JUSTIÇA

Lewandowski quer que PGR investigue Flávio Bolsonaro

Ministro do Supremo pede a Augusto Aras esclarecimentos sobre envolvimento de órgãos do governo em manobra para livrar o senador das investigações das rachadinhas
Por Gilson Camargo / Publicado em 11 de novembro de 2020
Flávio Bolsonaro usou a Abin e o GSI para tentar barrar investigação, diz STF

Foto: Pedro França/Agência Senado

Flávio Bolsonaro usou a Abin e o GSI para tentar barrar investigação, diz STF

Foto: Pedro França/Agência Senado

O ministro Ricardo Lewandowski, do Supremo Tribunal Federal (STF), determinou à Procuradoria-Geral da República (PGR) que avalie o pedido para investigar uma reunião entre órgãos do governo que articulou a anulação das investigações do esquema de extorsão de salários de servidores pelo senador Flávio Bolsonaro (Republicanos-RJ) quando ele era deputado estadual no Rio de Janeiro. O esquema das “rachadinhas” tinha como operador o miliciano Fabrício Queiroz, ex-assessor do gabinete do então deputado estadual.

A medida adotada pelo ministro é a praxe no STF e está prevista nas regras internas da Corte. Pela Constituição, cabe à PGR investigar políticos com foro privilegiado como Flávio Bolsonaro.

Lewandowski repassou uma notícia-crime apresentada pela deputada Natália Bonavides (PT-RN) que pede abertura de inquérito para apurar os crimes de advocacia administrativa ou de tráfico de influência.

Cabe à PGR avaliar se existem indícios que justifiquem a abertura de um apuração formal, mas o procurador-geral Augusto Aras, aliado dos Bolsonaro, não tem prazo para cumprir o pedido.

GSI e Abin envolvidas em espionagem da Receita Federal

O Supremo arrolou uma reportagem da revista Época que revelou que a defesa de Flávio Bolsonaro, filho do presidente Jair Bolsonaro, mobilizou órgãos do governo para encontrar falhas na conduta da Receita Federal com o objetivo de trancar as investigações. A manobra acabou frustrada. Os advogados do senador alegaram que servidores da Receita teriam violado seus direitos para produzir relatórios, o que não foi comprovado.

A principal prova da prática de advocacia administrativa e tráfico de influência é uma conversa no Palácio do Planalto entre o presidente Jair Bolsonaro, advogadas do senador, o chefe do Gabinete de Segurança Institucional e o diretor da Agência Brasileira de Inteligência (Abin).
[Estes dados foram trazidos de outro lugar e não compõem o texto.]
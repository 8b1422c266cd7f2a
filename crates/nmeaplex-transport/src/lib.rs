//! Transports for nmeaplex.
//!
//! - [`file`]: files, pipes and stdio, one sentence per line
//! - [`mcast`]: UDP multicast groups, IPv4 and IPv6
//!
//! [`open`] dispatches on [`TransportKind`] and returns a ready
//! [`Built`] interface (or pair, for bidirectional interfaces).

pub mod error;
pub mod file;
pub mod mcast;

use std::fmt;
use std::str::FromStr;

use nmeaplex_core::{Built, InterfaceSetup};

pub use error::{Result, TransportError};
pub use file::{FileConfig, FileTarget, FileTransport, DEFAULT_FILE_QSIZE};
pub use mcast::{
    classify, classify_ip, AddressClass, MulticastConfig, MulticastTransport,
    DEFAULT_MCAST_QSIZE,
};

/// Supported transport types.
#[derive(Debug, Clone, Copy, PartialEq, Eq, Hash)]
pub enum TransportKind {
    File,
    Mcast,
}

impl TransportKind {
    pub const ALL: [TransportKind; 2] = [TransportKind::File, TransportKind::Mcast];

    pub fn as_str(self) -> &'static str {
        match self {
            TransportKind::File => "file",
            TransportKind::Mcast => "mcast",
        }
    }

    /// Queue size used when the interface gives none.
    pub fn default_qsize(self) -> usize {
        match self {
            TransportKind::File => DEFAULT_FILE_QSIZE,
            TransportKind::Mcast => DEFAULT_MCAST_QSIZE,
        }
    }
}

impl fmt::Display for TransportKind {
    fn fmt(&self, f: &mut fmt::Formatter<'_>) -> fmt::Result {
        f.write_str(self.as_str())
    }
}

impl FromStr for TransportKind {
    type Err = TransportError;

    fn from_str(s: &str) -> Result<Self> {
        match s.trim().to_ascii_lowercase().as_str() {
            "file" => Ok(TransportKind::File),
            "mcast" | "multicast" => Ok(TransportKind::Mcast),
            _ => Err(TransportError::UnknownKind(s.to_string())),
        }
    }
}

/// Open a transport and build its interface.
pub fn open(kind: TransportKind, setup: InterfaceSetup) -> Result<Built> {
    match kind {
        TransportKind::File => file::open(setup),
        TransportKind::Mcast => mcast::open(setup),
    }
}
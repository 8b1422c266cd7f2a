//! Sentence predicates applied around the queues.
//!
//! Input filters and checksum checks run before a sentence is queued;
//! output filters run before it is transmitted. A rejection is a routine
//! drop, never an error.

use std::sync::Arc;

use nmeaplex_frame::SentenceBlock;

/// A side-effect-free accept/reject decision on a sentence.
pub trait SentenceFilter: Send + Sync {
    /// Returns true if the sentence should pass.
    fn accept(&self, sentence: &SentenceBlock) -> bool;
}

impl<F> SentenceFilter for F
where
    F: Fn(&SentenceBlock) -> bool + Send + Sync,
{
    fn accept(&self, sentence: &SentenceBlock) -> bool {
        self(sentence)
    }
}

/// Shared handle to a filter, cloned into both halves of a pair.
pub type FilterHandle = Arc<dyn SentenceFilter>;

/// Passes every sentence.
#[derive(Debug, Clone, Copy, Default)]
pub struct AcceptAll;

impl SentenceFilter for AcceptAll {
    fn accept(&self, _sentence: &SentenceBlock) -> bool {
        true
    }
}

/// Passes sentences whose NMEA 0183 checksum is present and correct.
#[derive(Debug, Clone, Copy, Default)]
pub struct NmeaChecksum;

impl SentenceFilter for NmeaChecksum {
    fn accept(&self, sentence: &SentenceBlock) -> bool {
        checksum_ok(sentence)
    }
}

/// XOR of every byte in `data`.
pub fn nmea_checksum(data: &[u8]) -> u8 {
    data.iter().fold(0u8, |acc, b| acc ^ b)
}

/// Validate a `$...*hh` or `!...*hh` sentence checksum.
pub fn checksum_ok(sentence: &SentenceBlock) -> bool {
    let body = sentence.body();
    let Some((&lead, rest)) = body.split_first() else {
        return false;
    };
    if lead != b'$' && lead != b'!' {
        return false;
    }
    let Some(star) = rest.iter().rposition(|&b| b == b'*') else {
        return false;
    };
    let (payload, digits) = (&rest[..star], &rest[star + 1..]);
    if digits.len() != 2 {
        return false;
    }
    match (hex_value(digits[0]), hex_value(digits[1])) {
        (Some(hi), Some(lo)) => ((hi << 4) | lo) == nmea_checksum(payload),
        _ => false,
    }
}

/// Apply an optional filter; no filter means accept.
pub(crate) fn passes(filter: Option<&FilterHandle>, sentence: &SentenceBlock) -> bool {
    filter.is_none_or(|f| f.accept(sentence))
}

fn hex_value(b: u8) -> Option<u8> {
    match b {
        b'0'..=b'9' => Some(b - b'0'),
        b'a'..=b'f' => Some(b - b'a' + 10),
        b'A'..=b'F' => Some(b - b'A' + 10),
        _ => None,
    }
}
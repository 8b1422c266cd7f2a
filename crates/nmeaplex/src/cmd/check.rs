use nmeaplex::InterfaceDecl;

use crate::cmd::CheckArgs;
use crate::exit::{transport_error, CliResult, SUCCESS};
use crate::output::{print_check, OutputFormat};

pub fn run(args: CheckArgs, format: OutputFormat) -> CliResult<i32> {
    let mut checked = Vec::with_capacity(args.interfaces.len());
    for text in args.interfaces {
        let context = format!("invalid interface {text:?}");
        let decl: InterfaceDecl = text
            .parse()
            .map_err(|err| transport_error(&context, err))?;
        let result = decl.check().map_err(|err| transport_error(&context, err))?;
        checked.push((text, result));
    }

    print_check(&checked, format);
    Ok(SUCCESS)
}
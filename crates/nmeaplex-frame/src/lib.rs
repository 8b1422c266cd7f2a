//! Sentence framing for nmeaplex.
//!
//! Every record that moves through the multiplexer is a [`SentenceBlock`]:
//! at most [`SENMAX`] bytes of ASCII text ending in `\r\n`, tagged with the
//! interface it came from. Two framers turn raw input into blocks:
//! - [`LineReader`] for line-delimited byte streams (files, stdio)
//! - [`DatagramReader`] / [`DatagramFramer`] for datagram transports, where
//!   sentences may be split across or packed into datagrams

pub mod datagram;
pub mod error;
pub mod line;
pub mod sentence;
pub mod writer;

pub use datagram::{DatagramFramer, DatagramReader, DatagramSource, BUFSIZ};
pub use error::{FrameError, Result};
pub use line::LineReader;
pub use sentence::{InterfaceId, SentenceBlock, SENMAX, TERMINATOR};
pub use writer::SentenceWriter;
O PGR Augusto Aras, aliado dos Bolsonaro, deve engavetar mais esse pedido do STF

Foto: Roberto Jayme/Ascom/TSE

O PGR Augusto Aras, aliado dos Bolsonaro, deve engavetar mais esse pedido do STF

Foto: Roberto Jayme/Ascom/TSE

Um relatório de Inteligência Financeira produzido pelo Conselho de Controle de Atividades Financeira (Coaf) identificou movimentações bancárias atípicas de assessores de 21 deputados estaduais do Rio. O documento revelado pelo semanário do grupo O Globo apontou o envolvimento de Fabrício Queiroz e foi entregue em janeiro de 2018 ao Ministério Público do Rio, que iniciou a investigação das “rachadinhas”. O escândalo foi revelado somente após as eleições majoritárias daquele ano.

 

Além das advogadas Juliana Bierrenbach e Luciana Pires, participaram do encontro com Jair Bolsonaro o general Augusto Heleno, chefe do Gabinete de Segurança Institucional (GSI), e Alexandre Ramagem, diretor da Agência Brasileira de Inteligência (Abin). O encontro não consta na agenda oficial do presidente Jair Bolsonaro. Flávio marcou a agenda, mas não compareceu porque estava com coronavírus.

Nesse diálogo, os advogadas afirmam que descobriram a chave para derrubar o caso Queiroz na Justiça. Fabrício Queiroz, ex-policial que foi assessor de Flávio Bolsonaro quando ele era deputado estadual no Rio e cumpre prisão domiciliar desde junho, é apontando pelo Ministério Público como operador do esquema das “rachadinhas”.

Além do senador e do operador do esquema, outras 15 pessoas foram denunciados pelo Ministério Público por organização criminosa, peculato, lavagem de dinheiro e apropriação indébita.